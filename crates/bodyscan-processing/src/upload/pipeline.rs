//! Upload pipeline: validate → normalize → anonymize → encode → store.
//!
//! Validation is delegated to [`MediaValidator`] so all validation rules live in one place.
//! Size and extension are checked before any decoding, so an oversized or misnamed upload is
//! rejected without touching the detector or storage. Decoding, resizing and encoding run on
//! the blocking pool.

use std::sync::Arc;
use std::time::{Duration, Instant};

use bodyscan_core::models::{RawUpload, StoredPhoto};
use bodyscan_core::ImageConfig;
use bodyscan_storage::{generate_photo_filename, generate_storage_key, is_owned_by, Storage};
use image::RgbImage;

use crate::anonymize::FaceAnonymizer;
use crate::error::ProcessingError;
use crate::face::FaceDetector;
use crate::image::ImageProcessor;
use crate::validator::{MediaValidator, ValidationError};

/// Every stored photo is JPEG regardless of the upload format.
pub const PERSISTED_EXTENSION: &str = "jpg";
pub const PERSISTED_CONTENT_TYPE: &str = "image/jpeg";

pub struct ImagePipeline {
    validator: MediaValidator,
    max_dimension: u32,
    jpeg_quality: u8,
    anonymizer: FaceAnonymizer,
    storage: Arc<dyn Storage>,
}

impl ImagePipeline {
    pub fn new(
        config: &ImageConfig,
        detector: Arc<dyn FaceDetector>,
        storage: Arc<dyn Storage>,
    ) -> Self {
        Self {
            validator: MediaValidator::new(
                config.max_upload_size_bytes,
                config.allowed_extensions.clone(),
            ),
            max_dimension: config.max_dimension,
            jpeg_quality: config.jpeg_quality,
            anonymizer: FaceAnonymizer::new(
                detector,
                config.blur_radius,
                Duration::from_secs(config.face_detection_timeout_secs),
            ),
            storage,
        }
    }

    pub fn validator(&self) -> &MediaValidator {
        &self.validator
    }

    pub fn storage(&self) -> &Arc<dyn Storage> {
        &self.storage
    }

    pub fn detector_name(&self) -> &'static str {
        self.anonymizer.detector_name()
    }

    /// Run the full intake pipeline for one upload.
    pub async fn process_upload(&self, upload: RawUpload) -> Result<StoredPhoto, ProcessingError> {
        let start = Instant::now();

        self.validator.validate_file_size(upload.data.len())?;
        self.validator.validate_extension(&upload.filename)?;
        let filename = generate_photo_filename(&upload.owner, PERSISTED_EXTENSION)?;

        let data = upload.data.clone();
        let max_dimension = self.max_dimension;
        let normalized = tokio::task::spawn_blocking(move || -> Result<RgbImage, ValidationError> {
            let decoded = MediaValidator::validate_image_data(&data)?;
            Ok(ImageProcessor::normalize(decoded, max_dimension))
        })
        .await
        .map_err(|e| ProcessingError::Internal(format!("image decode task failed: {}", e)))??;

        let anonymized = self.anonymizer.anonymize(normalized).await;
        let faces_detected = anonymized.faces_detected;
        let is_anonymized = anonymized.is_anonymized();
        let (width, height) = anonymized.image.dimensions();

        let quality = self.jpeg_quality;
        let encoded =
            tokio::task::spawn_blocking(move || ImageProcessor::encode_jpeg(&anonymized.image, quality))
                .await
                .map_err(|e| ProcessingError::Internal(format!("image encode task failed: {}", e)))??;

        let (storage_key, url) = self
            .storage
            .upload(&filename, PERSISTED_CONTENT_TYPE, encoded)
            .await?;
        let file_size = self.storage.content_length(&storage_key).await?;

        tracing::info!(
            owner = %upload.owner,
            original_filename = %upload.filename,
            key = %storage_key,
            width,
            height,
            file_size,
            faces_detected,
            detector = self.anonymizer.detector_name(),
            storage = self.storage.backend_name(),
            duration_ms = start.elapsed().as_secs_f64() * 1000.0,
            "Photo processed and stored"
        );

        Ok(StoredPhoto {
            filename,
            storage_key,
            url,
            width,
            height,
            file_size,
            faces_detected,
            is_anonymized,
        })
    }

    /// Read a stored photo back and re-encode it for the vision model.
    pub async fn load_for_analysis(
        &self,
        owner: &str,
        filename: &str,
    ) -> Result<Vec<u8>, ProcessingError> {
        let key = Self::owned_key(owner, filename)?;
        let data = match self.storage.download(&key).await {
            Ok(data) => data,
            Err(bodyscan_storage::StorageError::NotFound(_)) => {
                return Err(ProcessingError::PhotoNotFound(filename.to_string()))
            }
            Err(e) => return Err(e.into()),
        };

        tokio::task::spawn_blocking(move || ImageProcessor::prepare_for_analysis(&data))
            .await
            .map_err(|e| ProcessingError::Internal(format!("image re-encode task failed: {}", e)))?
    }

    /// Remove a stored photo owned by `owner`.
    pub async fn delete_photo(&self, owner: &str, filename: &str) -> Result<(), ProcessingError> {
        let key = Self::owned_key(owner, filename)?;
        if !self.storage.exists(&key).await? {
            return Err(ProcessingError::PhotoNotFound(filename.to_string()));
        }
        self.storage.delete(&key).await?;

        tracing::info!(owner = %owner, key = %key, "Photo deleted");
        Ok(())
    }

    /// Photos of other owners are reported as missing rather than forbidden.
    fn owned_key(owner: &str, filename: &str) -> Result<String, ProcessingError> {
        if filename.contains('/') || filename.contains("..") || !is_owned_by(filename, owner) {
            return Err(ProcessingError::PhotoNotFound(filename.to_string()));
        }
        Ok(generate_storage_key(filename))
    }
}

• Work order: Transcribe each line of the data above, unaltered, from the one where "misnamed upload is" appears to the one where "use bodyscan_core::ImageConfig;" appears, inclusive of both.

• Written response:
//! Size and extension are checked before any decoding, so an oversized or misnamed upload is
//! rejected without touching the detector or storage. Decoding, resizing and encoding run on
//! the blocking pool.

use std::sync::Arc;
use std::time::{Duration, Instant};

use bodyscan_core::models::{RawUpload, StoredPhoto};
use bodyscan_core::ImageConfig;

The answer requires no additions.